FIG. 2 is a schematic vertical sectional view showing an example of a fixed-bed type bipolar electrolytic cell that can be used as an electrolytic cell in the method of the present invention. FIG. 2 shows high-purity deionized water from raw water using the electrolytic cell of FIG. 1 and an ion exchange tower. It is a flowchart of the system which produces water. A meshed power supply anode terminal 3 and a power supply cathode terminal 4 are provided near an upper end and a lower end of a cylindrical electrolytic cell main body 2 having upper and lower flanges 1, respectively. The electrolytic cell main body 2 is preferably formed of an electric insulating material that can withstand long-term use or re-use. Particularly, synthetic resins such as polyepichlorohydrin, polyvinyl methacrylate, polyethylene, polypropylene, polyvinyl chloride, and poly (ethylene chloride) are used. And a phenol-formaldehyde resin.
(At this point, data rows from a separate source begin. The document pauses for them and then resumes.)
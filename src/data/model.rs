use std::collections::BTreeMap;

use anyhow::{Context, Result, bail};
use serde::{Deserialize, Serialize};

// ---------------------------------------------------------------------------
// CellValue – a single cell of a loaded table
// ---------------------------------------------------------------------------

/// A dynamically-typed table cell mirroring common tabular dtypes.
/// All input formats decode into these before normalization.
#[derive(Debug, Clone, PartialEq)]
pub enum CellValue {
    String(String),
    Integer(i64),
    Float(f64),
    Bool(bool),
    Null,
}

impl CellValue {
    /// Try to interpret the cell as an `f64`.  Numeric strings count.
    pub fn as_f64(&self) -> Option<f64> {
        match self {
            CellValue::Float(v) => Some(*v),
            CellValue::Integer(i) => Some(*i as f64),
            CellValue::String(s) => s.trim().parse().ok(),
            _ => None,
        }
    }

    /// Try to interpret the cell as a calendar year.  Floats must be
    /// integral; `1990.0` is a year, `1990.5` is not.
    pub fn as_year(&self) -> Option<i32> {
        let v = self.as_f64()?;
        if v.fract() != 0.0 || v < i32::MIN as f64 || v > i32::MAX as f64 {
            return None;
        }
        Some(v as i32)
    }
}

// ---------------------------------------------------------------------------
// RawTable – the common intermediate all input formats decode into
// ---------------------------------------------------------------------------

/// Ordered column names plus rows of cells.  Rows are positional; every
/// row has one cell per column.
#[derive(Debug, Clone)]
pub struct RawTable {
    pub columns: Vec<String>,
    pub rows: Vec<Vec<CellValue>>,
}

// ---------------------------------------------------------------------------
// ConsumptionSeries – normalized (year, value) pairs
// ---------------------------------------------------------------------------

/// Per-capita electricity consumption by year.  Unique year keys,
/// duplicate years collapsed by arithmetic mean, sorted ascending.
#[derive(Debug, Clone)]
pub struct ConsumptionSeries {
    points: Vec<(i32, f64)>,
}

impl ConsumptionSeries {
    /// Normalize a loaded table into the series.
    ///
    /// Column detection:
    /// * year – header equal to `year`, case-insensitive
    /// * value – first column whose name contains `electricity` or
    ///   `consumption`; otherwise the last column that is not the year
    ///
    /// Rows with a missing or non-numeric year or value are discarded.
    pub fn from_table(table: &RawTable) -> Result<Self> {
        let year_idx = table
            .columns
            .iter()
            .position(|c| c.eq_ignore_ascii_case("year"))
            .context("input table has no 'year' column")?;

        let value_idx = table
            .columns
            .iter()
            .enumerate()
            .find(|(i, c)| {
                let name = c.to_ascii_lowercase();
                *i != year_idx && (name.contains("electricity") || name.contains("consumption"))
            })
            .map(|(i, _)| i)
            .or_else(|| (0..table.columns.len()).rev().find(|&i| i != year_idx))
            .context("input table has no candidate value column")?;

        let mut by_year: BTreeMap<i32, (f64, u32)> = BTreeMap::new();
        for row in &table.rows {
            let year = match row.get(year_idx).and_then(CellValue::as_year) {
                Some(y) => y,
                None => continue,
            };
            let value = match row.get(value_idx).and_then(CellValue::as_f64) {
                Some(v) => v,
                None => continue,
            };
            let entry = by_year.entry(year).or_insert((0.0, 0));
            entry.0 += value;
            entry.1 += 1;
        }

        if by_year.is_empty() {
            bail!("no usable (year, value) rows in input table");
        }

        Ok(ConsumptionSeries {
            points: by_year
                .into_iter()
                .map(|(year, (sum, n))| (year, sum / n as f64))
                .collect(),
        })
    }

    pub fn points(&self) -> &[(i32, f64)] {
        &self.points
    }

    pub fn len(&self) -> usize {
        self.points.len()
    }

    pub fn is_empty(&self) -> bool {
        self.points.is_empty()
    }

    /// The entry with the greatest year not exceeding `year`, if any.
    pub fn value_at_or_before(&self, year: i32) -> Option<(i32, f64)> {
        let idx = self.points.partition_point(|&(y, _)| y <= year);
        (idx > 0).then(|| self.points[idx - 1])
    }
}

// ---------------------------------------------------------------------------
// VisualStatSeries – per-year mean saturation
// ---------------------------------------------------------------------------

/// Mean image saturation by year, one entry per non-empty image folder,
/// sorted ascending.  Saturation values lie in [0, 1].
#[derive(Debug, Clone)]
pub struct VisualStatSeries {
    points: Vec<(i32, f64)>,
}

impl VisualStatSeries {
    pub fn new(mut points: Vec<(i32, f64)>) -> Self {
        points.sort_by_key(|&(year, _)| year);
        VisualStatSeries { points }
    }

    pub fn points(&self) -> &[(i32, f64)] {
        &self.points
    }

    pub fn len(&self) -> usize {
        self.points.len()
    }

    pub fn is_empty(&self) -> bool {
        self.points.is_empty()
    }
}

// ---------------------------------------------------------------------------
// CombinedRecord – one row of the merged output
// ---------------------------------------------------------------------------

/// One aligned row of the combined dataset, serialized as
/// `year,saturation,electricity`.
#[derive(Debug, Clone, PartialEq, Serialize, Deserialize)]
pub struct CombinedRecord {
    pub year: i32,
    pub saturation: f64,
    pub electricity: f64,
}
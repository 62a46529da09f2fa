mod color;
mod data;
mod pipeline;
mod report;
mod vision;

use anyhow::Result;

use pipeline::PipelineConfig;

fn main() -> Result<()> {
    env_logger::init();
    pipeline::run(&PipelineConfig::default())
}
use std::path::Path;

use anyhow::{Context, Result};
use image::RgbImage;

/// Guards against division by zero on black pixels.
const EPSILON: f64 = 1e-6;

/// Decode an image file and return its mean saturation in [0, 1].
pub fn image_saturation(path: &Path) -> Result<f64> {
    let img = image::open(path)
        .with_context(|| format!("decoding image {}", path.display()))?
        .to_rgb8();
    Ok(mean_saturation(&img))
}

/// Mean per-pixel saturation of an RGB image.
///
/// Channels are normalized to [0, 1]; per-pixel saturation is
/// `(max − min) / (max + ε)` across the three channels, averaged over all
/// pixels.  An image with zero pixels yields 0.
pub fn mean_saturation(img: &RgbImage) -> f64 {
    let pixel_count = img.width() as u64 * img.height() as u64;
    if pixel_count == 0 {
        return 0.0;
    }

    let total: f64 = img
        .pixels()
        .map(|pixel| {
            let [r, g, b] = pixel.0;
            let max = r.max(g).max(b) as f64 / 255.0;
            let min = r.min(g).min(b) as f64 / 255.0;
            (max - min) / (max + EPSILON)
        })
        .sum();

    total / pixel_count as f64
}

#[cfg(test)]
mod tests {
    use super::*;
    use image::Rgb;

    #[test]
    fn gray_image_has_zero_saturation() {
        let img = RgbImage::from_pixel(8, 8, Rgb([128, 128, 128]));
        assert_eq!(mean_saturation(&img), 0.0);
    }

    #[test]
    fn pure_red_is_nearly_fully_saturated() {
        let img = RgbImage::from_pixel(8, 8, Rgb([255, 0, 0]));
        let sat = mean_saturation(&img);
        assert!(sat > 0.999 && sat <= 1.0);
    }

    #[test]
    fn saturation_stays_within_unit_interval() {
        let img = RgbImage::from_fn(16, 16, |x, y| {
            Rgb([
                (x * 16) as u8,
                (y * 16) as u8,
                ((x + y) * 8) as u8,
            ])
        });
        let sat = mean_saturation(&img);
        assert!((0.0..=1.0).contains(&sat));
    }

    #[test]
    fn empty_image_yields_zero() {
        let img = RgbImage::new(0, 0);
        assert_eq!(mean_saturation(&img), 0.0);
    }
}
use std::path::Path;

use anyhow::{Context, Result};

use crate::data::model::CombinedRecord;

/// Write the combined records as a `year,saturation,electricity` CSV.
pub fn write_combined(path: &Path, records: &[CombinedRecord]) -> Result<()> {
    let mut writer = csv::Writer::from_path(path)
        .with_context(|| format!("creating {}", path.display()))?;
    for record in records {
        writer.serialize(record).context("writing combined row")?;
    }
    writer.flush().context("flushing combined CSV")?;
    Ok(())
}

/// Read back a combined CSV written by [`write_combined`].
pub fn read_combined(path: &Path) -> Result<Vec<CombinedRecord>> {
    let mut reader = csv::Reader::from_path(path)
        .with_context(|| format!("opening {}", path.display()))?;
    let mut records = Vec::new();
    for (row_no, result) in reader.deserialize().enumerate() {
        let record: CombinedRecord =
            result.with_context(|| format!("combined CSV row {row_no}"))?;
        records.push(record);
    }
    Ok(records)
}
use std::path::{Path, PathBuf};

use anyhow::{Context, Result, bail};
use log::info;

use crate::data::loader::load_table;
use crate::data::merge::merge_nearest_preceding;
use crate::data::model::ConsumptionSeries;
use crate::report::{chart, table};
use crate::vision::scan::aggregate_folders;

// ---------------------------------------------------------------------------
// Configuration
// ---------------------------------------------------------------------------

/// File layout for one pipeline run.
#[derive(Debug, Clone)]
pub struct PipelineConfig {
    /// Tabular consumption series (`.csv` / `.json` / `.parquet`).
    pub electricity_path: PathBuf,
    /// Root directory of per-year image folders.
    pub colors_dir: PathBuf,
    /// Combined CSV output.
    pub combined_path: PathBuf,
    /// Rendered chart output.
    pub chart_path: PathBuf,
}

impl Default for PipelineConfig {
    fn default() -> Self {
        Self {
            electricity_path: PathBuf::from("data/electricity.csv"),
            colors_dir: PathBuf::from("data/colors"),
            combined_path: PathBuf::from("data/color_electricity_combined.csv"),
            chart_path: PathBuf::from("outputs/color_electricity.png"),
        }
    }
}

// ---------------------------------------------------------------------------
// Top-level procedure
// ---------------------------------------------------------------------------

/// Run the whole pipeline: load, aggregate, merge, report.
pub fn run(config: &PipelineConfig) -> Result<()> {
    let raw = load_table(&config.electricity_path)
        .with_context(|| format!("loading {}", config.electricity_path.display()))?;
    let consumption = ConsumptionSeries::from_table(&raw)?;
    info!(
        "loaded {} consumption years from {}",
        consumption.len(),
        config.electricity_path.display()
    );

    let visual = aggregate_folders(&config.colors_dir)?;
    info!(
        "aggregated {} year folders under {}",
        visual.len(),
        config.colors_dir.display()
    );

    let combined = merge_nearest_preceding(&visual, &consumption);
    if combined.is_empty() {
        bail!("no visual year has a preceding consumption year; nothing to report");
    }
    info!("merged {} rows", combined.len());

    ensure_parent(&config.combined_path)?;
    table::write_combined(&config.combined_path, &combined)?;
    info!("wrote combined table to {}", config.combined_path.display());

    ensure_parent(&config.chart_path)?;
    chart::render_combined_chart(&combined, &config.chart_path)
        .with_context(|| format!("rendering chart to {}", config.chart_path.display()))?;
    info!("rendered chart to {}", config.chart_path.display());

    Ok(())
}

fn ensure_parent(path: &Path) -> Result<()> {
    if let Some(parent) = path.parent() {
        if !parent.as_os_str().is_empty() {
            std::fs::create_dir_all(parent)
                .with_context(|| format!("creating {}", parent.display()))?;
        }
    }
    Ok(())
}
The anode terminal 3 that gives a positive DC voltage is, for example, a carbon material (eg, activated carbon, charcoal, coke, coal, etc.), a graphite material (eg, carbon fiber, carbon cloth, graphite, etc.), a carbon composite material (eg, Activated carbon fiber non-woven fabric (for example, KE-1000 felt, Toyobo Co., Ltd.), or a material having platinum, platinum, palladium or nickel supported thereon, and a dimensionally stable electrode
(Platinum group oxide coated titanium material), formed of platinum coated titanium material, nickel material, stainless steel material, iron material and the like. The cathode terminal 4 which faces the anode terminal 3 and gives a negative DC voltage is made of, for example, platinum, stainless steel, titanium, nickel, copper, hastelloy, graphite, carbon material, mild steel or a metal material coated with a platinum group metal. ing.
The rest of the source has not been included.